Extract a separate view for the randomly-coloured rectangle.
struct RandomlyColoredRectangle: View {
var body: some View {
Rectangle()
.fill(Color.random)
}
}
This works because the Color.random
call is in another body
. When SwiftUI calls ContentView.body
, RandomlyColoredRectangle.body
is not called because no dependencies of RandomlyColoredRectangle
has changed (in fact it has no dependencies).

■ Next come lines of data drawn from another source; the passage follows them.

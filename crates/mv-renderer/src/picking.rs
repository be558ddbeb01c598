//! Ray picking against scene objects.
//!
//! Objects are tested through their local-space bounding boxes: the ray is
//! moved into each object's local frame so rotated and scaled meshes are
//! handled without rebuilding world-space boxes.

use std::collections::HashSet;

use glam::Vec3;
use uuid::Uuid;

use mv_core::{Ray, Scene};

/// A ray hit on a scene object
#[derive(Debug, Clone, Copy, PartialEq)]
pub struct Intersection {
    /// The object that was hit (a descendant when testing recursively)
    pub object: Uuid,
    /// Distance from the ray origin
    pub distance: f32,
    /// World-space hit point
    pub point: Vec3,
}

/// Test a single object. Grouping nodes (no bounds) never report a hit.
pub fn intersect_object(scene: &Scene, ray: &Ray, id: Uuid) -> Option<Intersection> {
    let object = scene.get(id)?;
    let bounds = object.bounds?;
    let world = scene.world_matrix(id)?;

    // Collapsed (zero-scale) objects cannot be hit
    if world.determinant().abs() < 1e-12 {
        return None;
    }

    let local_ray = ray.transformed(&world.inverse());
    let distance = bounds.intersect_ray(&local_ray)?;

    Some(Intersection {
        object: id,
        distance,
        point: ray.at(distance),
    })
}

/// Test a list of objects, optionally including all descendants.
/// Results are sorted nearest first; unknown IDs are skipped with a warning.
pub fn intersect_objects(
    scene: &Scene,
    ray: &Ray,
    ids: impl IntoIterator<Item = Uuid>,
    recursive: bool,
) -> Vec<Intersection> {
    let mut seen = HashSet::new();
    let mut hits = Vec::new();

    for id in ids {
        if !scene.contains(id) {
            tracing::warn!("Skipping missing candidate object {}", id);
            continue;
        }

        let targets = if recursive { scene.subtree(id) } else { vec![id] };
        for target in targets {
            if !seen.insert(target) {
                continue;
            }
            if let Some(hit) = intersect_object(scene, ray, target) {
                hits.push(hit);
            }
        }
    }

    hits.sort_by(|a, b| a.distance.total_cmp(&b.distance));
    hits
}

The more general way to prevent view updates is to conform to Equatable
:
struct RandomlyColoredRectangle: View, Equatable {
// since this struct has no properties, the automatically generated '=='
// always returns true
var body: some View {
Rectangle()
.fill(Color.random)
}
}
and use RandomlyColoredRectangle
like this:
RandomlyColoredRectangle().equatable()
equatable()
makes it so that the view only updates when the new RandomlyColoredRectangle
is unequal to the old RandomlyColoredRectangle
. Since our ==
always return true, the view never updates.
This is more flexible as you can implement ==
in your own way, so that the view only updates when you want it to.